El progresismo clerical, capaz de influir en la vida de los hombres en niveles no siempre verificables, aunque de manera eficaz, resuelve la dicotomía entre la enseñanza doctrinal oficial y la experiencia concreta de la moral con un positivo cuestionamiento sobre la doctrina moral de la Iglesia, consecuencia del distanciamiento cada vez mayor entre los fieles y la doctrina en cuestiones relativas a la indisolubilidad del matrimonio o la situación de los divorciados vueltos a casar, la contracepción o el uso de métodos anticonceptivos artificiales, así como una perturbadora polarización respecto a las uniones homosexuales.
Dicho de otra manera, el verdadero síntoma de la enfermedad que ha postrado a la moral católica europea consiste en un arraigado subjetivismo, en la deificación de la subjetividad, en la reivindicación de la infalibilidad de la conciencia moral, que le llevaría a Rousseau a manifestar: “Conciencia, conciencia, instinto divino, inmortal y voz celeste; guía segura de un ser ignorante y limitado, pero inteligente y libre; juez infalible del bien y del mal, que hace al hombre semejante a Dios: eres tú la que constituye la excelencia de la naturaleza y la moralidad de sus acciones”.
Asistimos a una reedición del pasado, donde lo que se debate es si existe una fuente de lo verdadero por encima del hombre e independiente de su voluntad.

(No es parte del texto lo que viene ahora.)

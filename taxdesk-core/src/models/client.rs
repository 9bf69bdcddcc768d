use std::str::FromStr;

use rust_decimal::Decimal;
use serde::{Deserialize, Serialize};

use super::value::{optional, parse_bool};
use crate::db::error::DomainViolation;

#[derive(Debug, Clone, PartialEq, Eq, Serialize, Deserialize)]
pub struct Client {
    pub id: i64,
    pub name: String,
    pub address: Option<String>,
    pub income: Option<Decimal>,
    pub materials_submitted: bool,
    pub preparer_id: Option<i64>,
}

/// For creating new clients (no id; materials start out not submitted)
#[derive(Debug, Clone, PartialEq, Eq, Serialize, Deserialize)]
pub struct NewClient {
    pub name: String,
    pub address: Option<String>,
    pub income: Option<Decimal>,
    pub preparer_id: Option<i64>,
}

/// Decimal places stored for `income`, a `DECIMAL(10, 2)` column.
pub const INCOME_SCALE: u32 = 2;

/// Check that `income` fits `DECIMAL(10, 2)`: at most two decimal places and
/// eight digits before the point.
pub fn validate_income(income: Decimal) -> Result<Decimal, DomainViolation> {
    let invalid = |reason: &str| DomainViolation::InvalidValue {
        field: ClientField::Income.as_str(),
        value: income.to_string(),
        reason: reason.to_string(),
    };
    if income.normalize().scale() > INCOME_SCALE {
        return Err(invalid("at most two decimal places"));
    }
    if income.abs() >= Decimal::from(100_000_000) {
        return Err(invalid("must be less than 100000000"));
    }
    Ok(income)
}

impl NewClient {
    pub fn validate(&self) -> Result<(), DomainViolation> {
        self.income.map(validate_income).transpose()?;
        Ok(())
    }
}

/// Columns of `clients` that may be changed after insert.
#[derive(Debug, Clone, Copy, PartialEq, Eq, Serialize, Deserialize)]
pub enum ClientField {
    Name,
    Address,
    Income,
    MaterialsSubmitted,
    PreparerId,
}

impl ClientField {
    pub const ALL: [ClientField; 5] = [
        Self::Name,
        Self::Address,
        Self::Income,
        Self::MaterialsSubmitted,
        Self::PreparerId,
    ];

    pub fn as_str(&self) -> &'static str {
        match self {
            Self::Name => "name",
            Self::Address => "address",
            Self::Income => "income",
            Self::MaterialsSubmitted => "materials_submitted",
            Self::PreparerId => "preparer_id",
        }
    }

    pub fn parse(s: &str) -> Option<Self> {
        let s = s.trim();
        Self::ALL
            .into_iter()
            .find(|field| field.as_str().eq_ignore_ascii_case(s))
    }
}

/// A single-column change to a client, carrying a value of the column's type.
#[derive(Debug, Clone, PartialEq, Eq, Serialize, Deserialize)]
pub enum ClientUpdate {
    Name(String),
    Address(Option<String>),
    Income(Option<Decimal>),
    MaterialsSubmitted(bool),
    PreparerId(Option<i64>),
}

impl ClientUpdate {
    pub fn field(&self) -> ClientField {
        match self {
            Self::Name(_) => ClientField::Name,
            Self::Address(_) => ClientField::Address,
            Self::Income(_) => ClientField::Income,
            Self::MaterialsSubmitted(_) => ClientField::MaterialsSubmitted,
            Self::PreparerId(_) => ClientField::PreparerId,
        }
    }

    pub fn validate(&self) -> Result<(), DomainViolation> {
        if let Self::Income(Some(income)) = self {
            validate_income(*income)?;
        }
        Ok(())
    }

    /// Build an update from a caller-supplied column name and raw value.
    ///
    /// An empty value clears nullable columns.
    pub fn parse(
        field: &str,
        value: &str,
    ) -> Result<Self, DomainViolation> {
        let column = ClientField::parse(field).ok_or_else(|| DomainViolation::UnknownField {
            entity: "client",
            field: field.to_string(),
        })?;
        let invalid = |reason: String| DomainViolation::InvalidValue {
            field: column.as_str(),
            value: value.to_string(),
            reason,
        };

        match column {
            ClientField::Name => {
                let name = value.trim();
                if name.is_empty() {
                    return Err(invalid("name must not be empty".to_string()));
                }
                Ok(Self::Name(name.to_string()))
            }
            ClientField::Address => Ok(Self::Address(optional(value).map(str::to_string))),
            ClientField::Income => optional(value)
                .map(|raw| {
                    Decimal::from_str(raw)
                        .map_err(|e| invalid(e.to_string()))
                        .and_then(validate_income)
                })
                .transpose()
                .map(Self::Income),
            ClientField::MaterialsSubmitted => parse_bool(value)
                .map(Self::MaterialsSubmitted)
                .ok_or_else(|| invalid("expected true or false".to_string())),
            ClientField::PreparerId => optional(value)
                .map(str::parse::<i64>)
                .transpose()
                .map(Self::PreparerId)
                .map_err(|e| invalid(e.to_string())),
        }
    }
}

#[cfg(test)]
mod tests {
    use pretty_assertions::assert_eq;
    use rust_decimal_macros::dec;

    use super::*;

    #[test]
    fn field_names_round_trip() {
        for field in ClientField::ALL {
            assert_eq!(ClientField::parse(field.as_str()), Some(field));
        }
    }

    #[test]
    fn field_parse_ignores_case_and_whitespace() {
        assert_eq!(ClientField::parse(" Income "), Some(ClientField::Income));
    }

    #[test]
    fn parse_rejects_columns_outside_allow_list() {
        for field in ["id", "name = 'x'; --", "cpa_id", ""] {
            assert_eq!(
                ClientUpdate::parse(field, "1"),
                Err(DomainViolation::UnknownField {
                    entity: "client",
                    field: field.to_string(),
                })
            );
        }
    }

    #[test]
    fn parse_typed_values() {
        assert_eq!(
            ClientUpdate::parse("income", "61250.75"),
            Ok(ClientUpdate::Income(Some(dec!(61250.75))))
        );
        assert_eq!(
            ClientUpdate::parse("preparer_id", "3"),
            Ok(ClientUpdate::PreparerId(Some(3)))
        );
        assert_eq!(
            ClientUpdate::parse("materials_submitted", "yes"),
            Ok(ClientUpdate::MaterialsSubmitted(true))
        );
        assert_eq!(
            ClientUpdate::parse("name", "  Bob  "),
            Ok(ClientUpdate::Name("Bob".to_string()))
        );
    }

    #[test]
    fn parse_empty_value_clears_nullable_columns() {
        assert_eq!(ClientUpdate::parse("address", ""), Ok(ClientUpdate::Address(None)));
        assert_eq!(ClientUpdate::parse("income", " "), Ok(ClientUpdate::Income(None)));
        assert_eq!(
            ClientUpdate::parse("preparer_id", ""),
            Ok(ClientUpdate::PreparerId(None))
        );
    }

    #[test]
    fn income_must_fit_two_decimal_places() {
        assert_eq!(validate_income(dec!(99999999.99)), Ok(dec!(99999999.99)));
        assert_eq!(validate_income(dec!(50000.500)), Ok(dec!(50000.500)));
        assert!(matches!(
            validate_income(dec!(100000000)),
            Err(DomainViolation::InvalidValue { field: "income", .. })
        ));
        assert!(matches!(
            ClientUpdate::parse("income", "4503599627370496.01"),
            Err(DomainViolation::InvalidValue { field: "income", .. })
        ));
        assert!(matches!(
            ClientUpdate::parse("income", "10.125"),
            Err(DomainViolation::InvalidValue { field: "income", .. })
        ));
    }

    #[test]
    fn validate_checks_income_only() {
        let client = NewClient {
            name: "Bob".to_string(),
            address: None,
            income: Some(dec!(-0.001)),
            preparer_id: None,
        };

        assert!(client.validate().is_err());
        assert_eq!(NewClient { income: None, ..client }.validate(), Ok(()));
        assert!(ClientUpdate::Income(Some(dec!(1000000000))).validate().is_err());
        assert_eq!(ClientUpdate::Name("x".to_string()).validate(), Ok(()));
    }

    #[test]
    fn parse_rejects_bad_values() {
        assert!(matches!(
            ClientUpdate::parse("income", "lots"),
            Err(DomainViolation::InvalidValue { field: "income", .. })
        ));
        assert!(matches!(
            ClientUpdate::parse("name", ""),
            Err(DomainViolation::InvalidValue { field: "name", .. })
        ));
        assert!(matches!(
            ClientUpdate::parse("materials_submitted", "maybe"),
            Err(DomainViolation::InvalidValue { .. })
        ));
    }

    #[test]
    fn update_reports_its_field() {
        assert_eq!(ClientUpdate::Income(None).field(), ClientField::Income);
        assert_eq!(
            ClientUpdate::MaterialsSubmitted(true).field(),
            ClientField::MaterialsSubmitted
        );
    }
}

Habría que remontarse para comprender la actual situación a las Declaraciones de las Conferencias Episcopales realizadas a continuación de la publicación de la Encíclica Humanae Vitae el 25 de julio de 1968. Aquellas Declaraciones de los obispos, mientras proclamaban su adhesión a la doctrina pontificia, se orientaban a encontrar mediaciones pastorales que facilitasen la comprensión y práctica por parte de sacerdotes y fieles.
La cuestión de fondo es la competencia de la conciencia en la discusión sobre la validez o no de la norma, donde aquella no se reduzca a ser un órgano de aplicación del magisterio pontificio. Para muchos, habría que distinguir entre verdad especulativa, enseñada por el Magisterio, y verdad práctica, sobre la que sólo la conciencia sería competente. La buena fe sería el criterio moral último y decisivo de la conciencia, que crea su propia verdad.